- _What you will do_:
Check every line of the data for the string "limits" and copy the ones that have it.

Collected data entries
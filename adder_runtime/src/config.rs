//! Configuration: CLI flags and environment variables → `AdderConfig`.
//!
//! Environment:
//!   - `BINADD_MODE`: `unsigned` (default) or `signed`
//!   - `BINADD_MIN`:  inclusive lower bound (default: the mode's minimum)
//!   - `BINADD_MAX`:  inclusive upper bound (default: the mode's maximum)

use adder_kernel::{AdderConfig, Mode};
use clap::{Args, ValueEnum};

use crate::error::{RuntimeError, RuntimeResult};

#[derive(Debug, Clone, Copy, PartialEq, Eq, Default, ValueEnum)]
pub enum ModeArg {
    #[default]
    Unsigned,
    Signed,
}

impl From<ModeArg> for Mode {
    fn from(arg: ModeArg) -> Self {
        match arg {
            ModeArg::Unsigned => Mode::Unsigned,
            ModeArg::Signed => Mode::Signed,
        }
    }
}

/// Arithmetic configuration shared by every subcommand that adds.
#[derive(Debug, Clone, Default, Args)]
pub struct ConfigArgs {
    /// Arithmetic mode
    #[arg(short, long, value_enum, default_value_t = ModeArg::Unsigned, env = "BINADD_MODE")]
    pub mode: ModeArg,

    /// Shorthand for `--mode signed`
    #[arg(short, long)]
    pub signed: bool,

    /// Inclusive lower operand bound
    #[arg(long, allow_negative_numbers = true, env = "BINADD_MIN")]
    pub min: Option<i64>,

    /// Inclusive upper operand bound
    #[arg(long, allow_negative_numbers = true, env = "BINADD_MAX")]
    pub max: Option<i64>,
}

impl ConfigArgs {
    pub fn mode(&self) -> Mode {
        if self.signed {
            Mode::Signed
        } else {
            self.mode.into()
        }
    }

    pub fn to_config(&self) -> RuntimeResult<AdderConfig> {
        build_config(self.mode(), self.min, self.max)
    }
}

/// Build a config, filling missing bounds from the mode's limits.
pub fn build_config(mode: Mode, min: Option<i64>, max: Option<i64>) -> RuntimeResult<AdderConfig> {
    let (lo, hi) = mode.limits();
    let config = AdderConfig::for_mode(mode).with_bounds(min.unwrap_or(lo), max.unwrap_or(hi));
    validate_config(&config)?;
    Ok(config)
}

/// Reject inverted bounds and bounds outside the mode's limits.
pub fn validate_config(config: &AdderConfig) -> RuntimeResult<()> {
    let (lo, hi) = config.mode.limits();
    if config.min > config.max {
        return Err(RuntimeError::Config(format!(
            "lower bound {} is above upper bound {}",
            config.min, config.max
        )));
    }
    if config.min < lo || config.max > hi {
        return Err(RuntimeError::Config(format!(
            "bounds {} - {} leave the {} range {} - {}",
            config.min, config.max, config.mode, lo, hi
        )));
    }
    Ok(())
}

- _Output_:
/// Build a config, filling missing bounds from the mode's limits.
    let (lo, hi) = mode.limits();
/// Reject inverted bounds and bounds outside the mode's limits.
    let (lo, hi) = config.mode.limits();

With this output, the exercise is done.